▶ **Provided data**:
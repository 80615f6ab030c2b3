//! Domain types for pipeline graphs.
//!
//! These are the fixed-shape records a pipeline builder submits. Deserializing
//! into them is the validation step: a node without a string `id` is rejected,
//! while any extra attributes the builder attaches (positions, handles, node
//! data) are ignored.

use serde::{Deserialize, Deserializer, Serialize};
use serde_json::Value;
use std::fmt;

/// Identifier of a node within a pipeline
#[derive(Debug, Clone, PartialEq, Eq, Hash, PartialOrd, Ord, Serialize, Deserialize)]
pub struct NodeId(pub String);

impl NodeId {
    /// Create a new node ID
    pub fn new(id: impl Into<String>) -> Self {
        Self(id.into())
    }

    /// Borrow the identifier as a string slice
    #[must_use]
    pub fn as_str(&self) -> &str {
        &self.0
    }
}

impl fmt::Display for NodeId {
    fn fmt(&self, f: &mut fmt::Formatter<'_>) -> fmt::Result {
        write!(f, "{}", self.0)
    }
}

impl From<String> for NodeId {
    fn from(s: String) -> Self {
        Self(s)
    }
}

impl From<&str> for NodeId {
    fn from(s: &str) -> Self {
        Self(s.to_string())
    }
}

/// A node in a submitted pipeline
#[derive(Debug, Clone, PartialEq, Eq, Serialize, Deserialize)]
pub struct Node {
    /// Unique identifier for the node
    pub id: NodeId,
}

impl Node {
    /// Create a node with the given ID
    pub fn new(id: impl Into<NodeId>) -> Self {
        Self { id: id.into() }
    }
}

/// A directed edge between two nodes
///
/// Either endpoint may be absent. An edge whose endpoints do not both name a
/// known node is kept for counting but takes no part in cycle detection.
#[derive(Debug, Clone, PartialEq, Eq, Default, Serialize, Deserialize)]
pub struct Edge {
    /// ID of the node the edge leaves
    #[serde(
        default,
        deserialize_with = "lenient_endpoint",
        skip_serializing_if = "Option::is_none"
    )]
    pub source: Option<NodeId>,

    /// ID of the node the edge enters
    #[serde(
        default,
        deserialize_with = "lenient_endpoint",
        skip_serializing_if = "Option::is_none"
    )]
    pub target: Option<NodeId>,
}

impl Edge {
    /// Create an edge from `source` to `target`
    pub fn new(source: impl Into<NodeId>, target: impl Into<NodeId>) -> Self {
        Self {
            source: Some(source.into()),
            target: Some(target.into()),
        }
    }

    /// Both endpoints, if both are present
    #[must_use]
    pub fn endpoints(&self) -> Option<(&NodeId, &NodeId)> {
        Some((self.source.as_ref()?, self.target.as_ref()?))
    }
}

/// Accept any JSON value for an edge endpoint.
///
/// Only strings can ever match a node ID, so `null`, numbers, objects and the
/// like all collapse to `None` instead of failing the whole request.
fn lenient_endpoint<'de, D>(deserializer: D) -> Result<Option<NodeId>, D::Error>
where
    D: Deserializer<'de>,
{
    let value = Option::<Value>::deserialize(deserializer)?;
    Ok(match value {
        Some(Value::String(s)) => Some(NodeId(s)),
        _ => None,
    })
}

/// A submitted pipeline: nodes plus directed edges
#[derive(Debug, Clone, PartialEq, Eq, Default, Serialize, Deserialize)]
pub struct Pipeline {
    /// Nodes in submission order
    pub nodes: Vec<Node>,

    /// Edges in submission order
    pub edges: Vec<Edge>,
}

impl Pipeline {
    /// Create a pipeline from nodes and edges
    #[must_use]
    pub fn new(nodes: Vec<Node>, edges: Vec<Edge>) -> Self {
        Self { nodes, edges }
    }
}

/// Structural facts about a pipeline
#[derive(Debug, Clone, Copy, PartialEq, Eq, Serialize, Deserialize)]
pub struct PipelineSummary {
    /// Number of node records submitted
    pub num_nodes: usize,

    /// Number of edge records submitted, including dangling ones
    pub num_edges: usize,

    /// Whether the graph contains no directed cycle
    pub is_dag: bool,
}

▶ **Requirement**:
Go through the listing above and copy each line in which the string "builder" is found.

▶ **Exercise answer**:
//! These are the fixed-shape records a pipeline builder submits. Deserializing
//! while any extra attributes the builder attaches (positions, handles, node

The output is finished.